Today total thyroidectomy has become the preferred operation for a variety of thyroid disorders. Wheeler commented in editorial in the Lancet, "Total thyroidectomy for benign thyroid disease is likely to become an accepted component of the endocrine surgeon\\\'s armamentarium."15
Parathyroid glands are at risk of being damaged during total thyroidectomy mainly due to inadvertent removal, interruption of the blood supply and haematoma formation.4,16 Careful preservation of the parathyroid glands in situ is the goal, but not always practical, and the results have been unpredictable. A normal looking parathyroid gland in situ may not function post-operatively. For this reason, thyroid surgeons adopted the technique of autotransplantation.
There are two schools of thought; one advocates selective autotransplantation while the other favours routine autotransplantation. Selective autotransplantation means that parathyroid glands should be auto-transplanted whenever the viability of the gland in situ is in question. In this approach, the surgeon usually has a false sense of security that the blood supply is adequate, which in reality is not, but with the evolution of surgical techniques and adoption of intracapsular dissection, the results have improved. Routine autotransplantation means that at least one parathyroid gland be removed and auto-transplanted.17,18 Our study favours the latter approach.

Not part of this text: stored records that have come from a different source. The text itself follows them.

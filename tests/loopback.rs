//! End-to-end tests for the period exchange: a software "device" feeds
//! host buffers through `run_period` and checks what comes back out.

use pad::hw::latency::{frames_to_micros, micros_to_frames};
use pad::hw::{NoClock, StreamControl, StreamStatus};
use pad::{
    AudioStreamConfiguration, EndpointSpec, HostSampleFormat, Io, Stream, StreamOptions,
    StreamSetup,
};
use std::sync::atomic::{AtomicUsize, Ordering};
use std::sync::{Arc, Mutex};
use std::thread;
use std::time::Duration;

const RATE: f64 = 48_000.0;

fn ramp(channel: usize, frame: usize) -> i16 {
    (((frame * 7 + channel * 1000) % 20_000) as i32 - 10_000) as i16
}

fn host_period(channels: usize, start: usize, frames: usize) -> Vec<u8> {
    (start..start + frames)
        .flat_map(|f| (0..channels).map(move |ch| ramp(ch, f)))
        .flat_map(|s| s.to_le_bytes())
        .collect()
}

fn decode(bytes: &[u8]) -> Vec<i16> {
    bytes
        .chunks_exact(2)
        .map(|b| i16::from_le_bytes([b[0], b[1]]))
        .collect()
}

fn stereo_setup(block: usize, options: StreamOptions) -> StreamSetup {
    StreamSetup::new(
        AudioStreamConfiguration::new(RATE)
            .stereo_input(0)
            .stereo_output(0)
            .buffer_size(block),
    )
    .with_options(options)
    .input(EndpointSpec::new(HostSampleFormat::int16_le(), 0, 2))
    .output(EndpointSpec::new(HostSampleFormat::int16_le(), 0, 2))
}

fn thru(latencies: Arc<Mutex<Vec<i64>>>) -> impl FnMut(&mut Io<'_>) + Send + 'static {
    move |io: &mut Io<'_>| {
        let inputs = io.inputs();
        for ch in 0..io.num_outputs() {
            io.output(ch).copy_from_slice(inputs.channel(ch));
        }
        if let Ok(mut l) = latencies.lock() {
            l.push(io.latency_micros());
        }
    }
}

/// Runs `periods` periods and returns the interleaved output samples.
fn run(stream: &mut Stream, period: usize, periods: usize) -> Vec<i16> {
    let mut out = Vec::new();
    for p in 0..periods {
        let input = host_period(2, p * period, period);
        let mut output = vec![0u8; period * 4];
        let hw_time = frames_to_micros((p * period) as i64, RATE);
        stream
            .run_period(&[input.as_slice()], &mut [output.as_mut_slice()], Some(hw_time), period)
            .unwrap();
        out.extend(decode(&output));
    }
    out
}

fn assert_delayed(out: &[i16], delay: usize) {
    let frames = out.len() / 2;
    for f in 0..frames {
        for ch in 0..2 {
            let expected = if f < delay { 0 } else { ramp(ch, f - delay) };
            assert_eq!(out[f * 2 + ch], expected, "frame {f} channel {ch}");
        }
    }
}

#[test]
fn stereo_loopback_is_delayed_by_reported_latency() {
    pad::logging::init();
    let latencies = Arc::new(Mutex::new(Vec::new()));
    let mut stream = Stream::open(
        stereo_setup(256, StreamOptions::default()),
        thru(latencies.clone()),
        NoClock,
    )
    .unwrap();

    let out = run(&mut stream, 256, 12);
    let latencies = latencies.lock().unwrap();
    assert_eq!(latencies.len(), 12);
    let delay = micros_to_frames(latencies[0], RATE) as usize;
    assert_eq!(delay, 256);
    assert!(latencies.iter().all(|&l| micros_to_frames(l, RATE) == 256));
    assert_delayed(&out, delay);
    let (input_latency, output_latency) = stream.latency_frames();
    assert_eq!(input_latency + output_latency, delay);

    let stats = stream.stats();
    assert_eq!(stats.underruns, 0);
    assert_eq!(stats.overflow_frames, 0);
    assert_eq!(stats.xruns, 0);
}

#[test]
fn mismatched_period_and_block_keep_a_constant_delay() {
    let latencies = Arc::new(Mutex::new(Vec::new()));
    let options = StreamOptions {
        nperiods: 2,
        ..StreamOptions::default()
    };
    let mut stream =
        Stream::open(stereo_setup(64, options), thru(latencies.clone()), NoClock).unwrap();
    assert_eq!(stream.prefill_frames(), 128);

    let out = run(&mut stream, 100, 20);
    let latencies = latencies.lock().unwrap();
    assert!(!latencies.is_empty());
    assert!(latencies.iter().all(|&l| micros_to_frames(l, RATE) == 128));
    assert_delayed(&out, 128);
    assert_eq!(stream.stats().underruns, 0);
    assert_eq!(stream.latency_frames(), (0, 128));
}

#[test]
fn device_latency_is_reported_on_both_sides() {
    let latencies = Arc::new(Mutex::new(Vec::new()));
    let options = StreamOptions {
        input_latency_frames: 32,
        output_latency_frames: 16,
        ..StreamOptions::default()
    };
    let setup = StreamSetup::new(
        AudioStreamConfiguration::new(RATE)
            .stereo_input(0)
            .stereo_output(0)
            .buffer_size(256),
    )
    .with_options(options)
    .input(EndpointSpec::new(HostSampleFormat::int16_le(), 0, 2).with_latency(8))
    .output(EndpointSpec::new(HostSampleFormat::int16_le(), 0, 2).with_latency(24));
    let mut stream = Stream::open(setup, thru(latencies.clone()), NoClock).unwrap();
    assert_eq!(stream.latency_frames(), (40, 296));

    let out = run(&mut stream, 256, 4);
    let (input_latency, output_latency) = stream.latency_frames();
    let latencies = latencies.lock().unwrap();
    assert!(!latencies.is_empty());
    for &l in latencies.iter() {
        assert_eq!(micros_to_frames(l, RATE) as usize, input_latency + output_latency);
    }
    // Device-side latency happens outside the exchange; the buffers
    // themselves only carry the prefill.
    assert_delayed(&out, stream.prefill_frames());
}

#[test]
fn sparse_channel_selection_maps_through() {
    // Device channels 1 and 3 of a four-channel endpoint.
    let setup = StreamSetup::new(
        AudioStreamConfiguration::new(RATE)
            .input(1)
            .input(3)
            .output(1)
            .output(3)
            .buffer_size(32),
    )
    .input(EndpointSpec::new(HostSampleFormat::int16_le(), 0, 4))
    .output(EndpointSpec::new(HostSampleFormat::int16_le(), 0, 4));
    let mut stream = Stream::open(
        setup,
        |io: &mut Io<'_>| {
            assert_eq!((io.num_inputs(), io.num_outputs()), (2, 2));
            let inputs = io.inputs();
            io.output(0).copy_from_slice(inputs.channel(1));
            io.output(1).copy_from_slice(inputs.channel(0));
        },
        NoClock,
    )
    .unwrap();

    let mut outputs = Vec::new();
    for p in 0..3 {
        let input = host_period(4, p * 32, 32);
        let mut output = vec![0xaau8; 32 * 8];
        stream
            .run_period(&[input.as_slice()], &mut [output.as_mut_slice()], None, 32)
            .unwrap();
        outputs.extend(decode(&output));
    }
    for f in 32..96 {
        let row = &outputs[f * 4..f * 4 + 4];
        assert_eq!(row[0], 0);
        assert_eq!(row[2], 0);
        assert_eq!(row[1], ramp(3, f - 32));
        assert_eq!(row[3], ramp(1, f - 32));
    }
}

#[test]
fn timestamp_gap_counts_an_xrun() {
    let mut stream = Stream::open(
        stereo_setup(64, StreamOptions::default()),
        |_: &mut Io<'_>| {},
        NoClock,
    )
    .unwrap();
    let input = host_period(2, 0, 64);
    let mut output = vec![0u8; 64 * 4];
    for t in [0, 1_333, 2_667, 20_000] {
        stream
            .run_period(&[input.as_slice()], &mut [output.as_mut_slice()], Some(t), 64)
            .unwrap();
    }
    assert_eq!(stream.stats().xruns, 1);
}

#[test]
fn suspend_from_another_thread_stops_callbacks() {
    let calls = Arc::new(AtomicUsize::new(0));
    let counter = calls.clone();
    let mut stream = Stream::open(
        stereo_setup(64, StreamOptions::default()),
        move |_: &mut Io<'_>| {
            counter.fetch_add(1, Ordering::SeqCst);
        },
        NoClock,
    )
    .unwrap();
    let control: Arc<StreamControl> = stream.control();

    let rt = thread::spawn(move || {
        let input = host_period(2, 0, 64);
        let mut output = vec![0u8; 64 * 4];
        while stream.status() != StreamStatus::Stopped {
            stream
                .run_period(&[input.as_slice()], &mut [output.as_mut_slice()], None, 64)
                .unwrap();
            thread::sleep(Duration::from_micros(200));
        }
        stream.stats()
    });

    while calls.load(Ordering::SeqCst) < 5 {
        thread::sleep(Duration::from_millis(1));
    }
    control.suspend().unwrap();
    let frozen = calls.load(Ordering::SeqCst);
    thread::sleep(Duration::from_millis(10));
    assert_eq!(calls.load(Ordering::SeqCst), frozen);

    control.resume().unwrap();
    while calls.load(Ordering::SeqCst) <= frozen {
        thread::sleep(Duration::from_millis(1));
    }
    control.close();
    let stats = rt.join().unwrap();
    assert!(stats.skipped_periods > 0);
}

In routine autotransplantation, even if there is damage to the rest of the glands, the transplanted gland will resume function with in a few weeks. During this time, the patient may undergo a period of transient hypocalcaemia, but in the long term, as the transplanted gland regains function, the risk of permanent hypoparathyroidism is practically abolished. During this lag period, the patient is advised to take calcium and vitamin D supplements. In our study, the patients were routinely prescribed these supplements.19,20
A careful search of the literature reveals that transplantation of at least one gland has a more predictable outcome compared to leaving all glands in situ. Due to this fact, leading centres of thyroid surgery throughout the world have started the policy of more frequent total thyroidectomy and routine autotransplantation of at least one parathyroid gland.1,3,7,16 It will increase the risk of hypocalcaemia in the short term, but has in theory the potential to reduce the incidence of iatrogenic permanent hypoparathyroidism to zero.18
Routine autotransplantation of parathyroid glands is the preferred procedure to ensure good parathyroid function. At least one in the course of total thyroidectomy is recommended as the outcome gets more predictable.